* _About this task_
Go through the material and return every line that contains the string "classification".

* _Available data_

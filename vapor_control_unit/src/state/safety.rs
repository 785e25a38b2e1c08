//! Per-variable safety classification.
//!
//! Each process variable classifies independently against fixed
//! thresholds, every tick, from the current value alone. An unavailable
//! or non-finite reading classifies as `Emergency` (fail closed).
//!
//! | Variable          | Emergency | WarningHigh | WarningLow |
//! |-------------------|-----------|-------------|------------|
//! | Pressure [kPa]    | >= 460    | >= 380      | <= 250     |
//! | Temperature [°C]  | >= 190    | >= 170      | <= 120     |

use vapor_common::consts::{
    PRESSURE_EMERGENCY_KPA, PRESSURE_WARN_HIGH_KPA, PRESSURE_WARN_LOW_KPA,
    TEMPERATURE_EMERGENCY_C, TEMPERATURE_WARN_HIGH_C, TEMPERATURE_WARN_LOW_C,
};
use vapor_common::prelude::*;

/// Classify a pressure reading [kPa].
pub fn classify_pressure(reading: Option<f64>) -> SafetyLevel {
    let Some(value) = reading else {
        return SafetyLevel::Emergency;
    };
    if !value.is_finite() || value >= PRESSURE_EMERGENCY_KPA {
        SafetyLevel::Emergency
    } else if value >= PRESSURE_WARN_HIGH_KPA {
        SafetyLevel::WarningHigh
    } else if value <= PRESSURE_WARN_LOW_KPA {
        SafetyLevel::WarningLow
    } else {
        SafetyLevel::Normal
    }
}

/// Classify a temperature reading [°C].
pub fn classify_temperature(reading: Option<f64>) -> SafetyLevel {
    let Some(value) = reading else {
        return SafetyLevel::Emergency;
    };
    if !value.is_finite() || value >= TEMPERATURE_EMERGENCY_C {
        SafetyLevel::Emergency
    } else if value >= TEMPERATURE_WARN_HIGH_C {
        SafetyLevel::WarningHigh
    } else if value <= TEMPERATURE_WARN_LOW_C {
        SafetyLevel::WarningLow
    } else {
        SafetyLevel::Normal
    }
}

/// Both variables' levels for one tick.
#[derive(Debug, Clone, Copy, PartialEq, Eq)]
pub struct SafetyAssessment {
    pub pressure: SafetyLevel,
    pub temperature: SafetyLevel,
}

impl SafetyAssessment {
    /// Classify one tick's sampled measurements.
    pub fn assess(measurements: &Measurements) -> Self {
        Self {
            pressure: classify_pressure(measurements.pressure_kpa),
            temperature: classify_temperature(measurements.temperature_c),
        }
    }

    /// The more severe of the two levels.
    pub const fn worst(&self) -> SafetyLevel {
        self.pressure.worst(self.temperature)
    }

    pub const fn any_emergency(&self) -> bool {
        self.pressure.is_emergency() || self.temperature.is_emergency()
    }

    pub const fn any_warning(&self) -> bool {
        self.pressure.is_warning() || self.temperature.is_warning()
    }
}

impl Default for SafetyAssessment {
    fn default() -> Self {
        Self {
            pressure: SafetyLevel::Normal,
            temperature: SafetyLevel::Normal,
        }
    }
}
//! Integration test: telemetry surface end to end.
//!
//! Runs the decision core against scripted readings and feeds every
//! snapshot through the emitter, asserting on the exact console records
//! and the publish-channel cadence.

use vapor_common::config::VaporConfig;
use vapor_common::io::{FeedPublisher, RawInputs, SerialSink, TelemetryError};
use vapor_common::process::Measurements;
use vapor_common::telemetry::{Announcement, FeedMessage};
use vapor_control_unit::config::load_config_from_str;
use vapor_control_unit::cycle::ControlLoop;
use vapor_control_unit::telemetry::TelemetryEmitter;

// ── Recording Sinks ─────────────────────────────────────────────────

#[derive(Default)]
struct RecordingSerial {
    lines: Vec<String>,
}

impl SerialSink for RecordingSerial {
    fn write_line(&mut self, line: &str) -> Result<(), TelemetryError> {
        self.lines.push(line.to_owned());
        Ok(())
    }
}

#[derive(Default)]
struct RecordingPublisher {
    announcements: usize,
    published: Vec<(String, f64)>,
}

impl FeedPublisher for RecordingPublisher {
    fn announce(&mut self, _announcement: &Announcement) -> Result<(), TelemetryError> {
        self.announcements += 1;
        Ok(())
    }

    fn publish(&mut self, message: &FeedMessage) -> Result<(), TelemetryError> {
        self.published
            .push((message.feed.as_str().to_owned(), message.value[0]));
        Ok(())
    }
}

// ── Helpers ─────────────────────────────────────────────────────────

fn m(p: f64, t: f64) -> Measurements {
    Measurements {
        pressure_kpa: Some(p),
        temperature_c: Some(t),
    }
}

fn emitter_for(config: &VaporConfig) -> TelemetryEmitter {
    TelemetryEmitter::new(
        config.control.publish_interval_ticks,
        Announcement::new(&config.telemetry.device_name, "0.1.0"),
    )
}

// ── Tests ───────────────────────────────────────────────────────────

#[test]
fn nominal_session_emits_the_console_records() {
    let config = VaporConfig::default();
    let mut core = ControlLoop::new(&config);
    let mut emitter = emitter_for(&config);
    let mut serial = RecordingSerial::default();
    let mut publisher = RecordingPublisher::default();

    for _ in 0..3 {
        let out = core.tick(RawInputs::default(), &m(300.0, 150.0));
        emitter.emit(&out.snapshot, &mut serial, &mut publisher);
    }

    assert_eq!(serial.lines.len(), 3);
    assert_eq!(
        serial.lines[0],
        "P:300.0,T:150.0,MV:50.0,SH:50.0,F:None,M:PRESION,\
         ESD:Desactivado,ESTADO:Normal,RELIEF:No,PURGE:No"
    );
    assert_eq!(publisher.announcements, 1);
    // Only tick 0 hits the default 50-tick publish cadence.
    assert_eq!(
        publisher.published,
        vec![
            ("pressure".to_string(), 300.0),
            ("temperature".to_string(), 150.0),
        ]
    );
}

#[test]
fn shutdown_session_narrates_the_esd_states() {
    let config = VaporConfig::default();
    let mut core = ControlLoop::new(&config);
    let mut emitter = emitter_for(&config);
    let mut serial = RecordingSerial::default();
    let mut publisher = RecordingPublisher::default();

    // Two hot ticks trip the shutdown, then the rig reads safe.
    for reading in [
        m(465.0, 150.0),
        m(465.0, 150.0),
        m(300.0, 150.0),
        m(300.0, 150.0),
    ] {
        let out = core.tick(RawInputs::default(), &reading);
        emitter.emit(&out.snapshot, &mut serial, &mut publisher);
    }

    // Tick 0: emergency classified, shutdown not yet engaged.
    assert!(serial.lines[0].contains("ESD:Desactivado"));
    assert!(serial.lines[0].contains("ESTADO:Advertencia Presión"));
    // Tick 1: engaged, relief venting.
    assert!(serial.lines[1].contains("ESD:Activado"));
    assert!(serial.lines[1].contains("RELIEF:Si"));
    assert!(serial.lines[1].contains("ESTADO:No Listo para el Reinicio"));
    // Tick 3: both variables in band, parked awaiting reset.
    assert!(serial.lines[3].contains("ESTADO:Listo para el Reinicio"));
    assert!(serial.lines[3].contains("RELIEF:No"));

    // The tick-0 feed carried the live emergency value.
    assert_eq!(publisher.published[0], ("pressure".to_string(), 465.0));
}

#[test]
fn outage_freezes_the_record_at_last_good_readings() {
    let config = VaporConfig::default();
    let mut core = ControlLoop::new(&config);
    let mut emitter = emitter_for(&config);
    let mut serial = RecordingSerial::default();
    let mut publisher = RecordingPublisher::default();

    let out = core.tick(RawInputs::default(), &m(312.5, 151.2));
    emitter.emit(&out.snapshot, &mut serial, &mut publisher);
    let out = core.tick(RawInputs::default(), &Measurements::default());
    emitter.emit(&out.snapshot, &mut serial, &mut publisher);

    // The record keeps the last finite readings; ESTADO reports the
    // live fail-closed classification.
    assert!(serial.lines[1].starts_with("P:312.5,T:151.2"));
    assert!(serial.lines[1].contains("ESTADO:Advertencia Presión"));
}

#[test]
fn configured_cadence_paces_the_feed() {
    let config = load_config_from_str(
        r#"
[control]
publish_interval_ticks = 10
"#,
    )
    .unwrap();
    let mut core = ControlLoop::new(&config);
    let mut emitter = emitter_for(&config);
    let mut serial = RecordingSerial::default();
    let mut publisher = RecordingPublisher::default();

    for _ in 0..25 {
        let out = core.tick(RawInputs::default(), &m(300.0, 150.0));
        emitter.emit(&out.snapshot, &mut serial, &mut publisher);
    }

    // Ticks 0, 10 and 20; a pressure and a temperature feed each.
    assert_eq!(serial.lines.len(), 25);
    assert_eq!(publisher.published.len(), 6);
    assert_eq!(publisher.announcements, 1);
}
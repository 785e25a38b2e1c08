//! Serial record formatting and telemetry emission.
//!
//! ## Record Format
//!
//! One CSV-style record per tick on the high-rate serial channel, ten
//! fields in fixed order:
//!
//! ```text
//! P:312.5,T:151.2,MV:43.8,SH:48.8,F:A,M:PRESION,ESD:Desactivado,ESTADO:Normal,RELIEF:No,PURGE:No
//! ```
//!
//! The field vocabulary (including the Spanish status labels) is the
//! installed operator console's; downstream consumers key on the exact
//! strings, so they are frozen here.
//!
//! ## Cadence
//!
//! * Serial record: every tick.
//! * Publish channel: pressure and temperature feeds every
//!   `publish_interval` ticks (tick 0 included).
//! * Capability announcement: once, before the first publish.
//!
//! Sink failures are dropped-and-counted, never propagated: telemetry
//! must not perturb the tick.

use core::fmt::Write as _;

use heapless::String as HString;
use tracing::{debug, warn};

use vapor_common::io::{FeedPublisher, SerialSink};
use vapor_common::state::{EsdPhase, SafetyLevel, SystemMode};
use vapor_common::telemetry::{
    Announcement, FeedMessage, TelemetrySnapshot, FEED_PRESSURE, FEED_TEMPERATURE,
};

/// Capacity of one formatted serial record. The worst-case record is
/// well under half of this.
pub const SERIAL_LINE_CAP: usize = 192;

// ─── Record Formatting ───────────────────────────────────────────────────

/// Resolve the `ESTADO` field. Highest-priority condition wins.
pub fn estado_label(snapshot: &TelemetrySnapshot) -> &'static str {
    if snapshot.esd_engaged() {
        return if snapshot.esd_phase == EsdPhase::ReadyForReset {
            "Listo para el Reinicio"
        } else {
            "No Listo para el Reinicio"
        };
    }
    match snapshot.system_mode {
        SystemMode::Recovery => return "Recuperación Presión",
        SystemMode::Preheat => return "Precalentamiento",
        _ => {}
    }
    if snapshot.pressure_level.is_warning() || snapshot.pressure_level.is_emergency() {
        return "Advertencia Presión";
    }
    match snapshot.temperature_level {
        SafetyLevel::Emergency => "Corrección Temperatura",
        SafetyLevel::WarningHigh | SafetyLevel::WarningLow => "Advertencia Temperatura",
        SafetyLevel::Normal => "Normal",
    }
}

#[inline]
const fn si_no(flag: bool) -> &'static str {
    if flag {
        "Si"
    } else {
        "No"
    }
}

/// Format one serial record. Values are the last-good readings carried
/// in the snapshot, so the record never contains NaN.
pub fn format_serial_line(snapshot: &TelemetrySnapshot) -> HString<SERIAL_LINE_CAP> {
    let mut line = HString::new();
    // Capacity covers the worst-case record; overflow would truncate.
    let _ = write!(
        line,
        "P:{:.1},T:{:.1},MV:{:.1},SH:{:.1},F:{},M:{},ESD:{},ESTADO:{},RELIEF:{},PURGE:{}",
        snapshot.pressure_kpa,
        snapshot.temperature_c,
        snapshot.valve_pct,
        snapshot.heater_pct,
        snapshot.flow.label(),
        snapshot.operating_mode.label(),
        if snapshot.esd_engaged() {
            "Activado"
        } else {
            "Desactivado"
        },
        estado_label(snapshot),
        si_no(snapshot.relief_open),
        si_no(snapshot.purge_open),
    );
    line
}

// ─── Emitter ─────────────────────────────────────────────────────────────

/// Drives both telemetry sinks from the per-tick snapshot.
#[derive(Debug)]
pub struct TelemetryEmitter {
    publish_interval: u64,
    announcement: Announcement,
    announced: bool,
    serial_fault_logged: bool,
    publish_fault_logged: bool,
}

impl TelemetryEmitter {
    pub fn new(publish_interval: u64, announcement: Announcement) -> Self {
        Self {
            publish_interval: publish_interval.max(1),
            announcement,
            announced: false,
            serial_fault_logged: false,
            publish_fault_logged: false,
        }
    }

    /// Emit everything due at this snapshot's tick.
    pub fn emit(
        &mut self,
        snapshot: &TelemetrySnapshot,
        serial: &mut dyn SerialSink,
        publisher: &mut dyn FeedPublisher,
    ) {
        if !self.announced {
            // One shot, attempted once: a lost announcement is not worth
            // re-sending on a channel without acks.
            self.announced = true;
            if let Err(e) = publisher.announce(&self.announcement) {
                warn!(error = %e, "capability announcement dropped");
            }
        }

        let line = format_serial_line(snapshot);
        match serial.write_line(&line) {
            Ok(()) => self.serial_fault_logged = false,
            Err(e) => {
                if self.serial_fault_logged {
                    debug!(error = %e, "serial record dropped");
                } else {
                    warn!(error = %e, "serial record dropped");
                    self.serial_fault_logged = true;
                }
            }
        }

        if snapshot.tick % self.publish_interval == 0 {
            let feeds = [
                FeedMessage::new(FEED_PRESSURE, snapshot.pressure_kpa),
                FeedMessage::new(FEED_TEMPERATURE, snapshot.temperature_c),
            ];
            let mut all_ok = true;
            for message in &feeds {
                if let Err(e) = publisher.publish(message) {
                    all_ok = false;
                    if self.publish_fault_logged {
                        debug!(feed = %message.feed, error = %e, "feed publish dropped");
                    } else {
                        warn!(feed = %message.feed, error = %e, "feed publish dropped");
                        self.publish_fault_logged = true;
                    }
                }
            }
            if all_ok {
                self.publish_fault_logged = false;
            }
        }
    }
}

* _Written response_
//! Per-variable safety classification.
    // live fail-closed classification.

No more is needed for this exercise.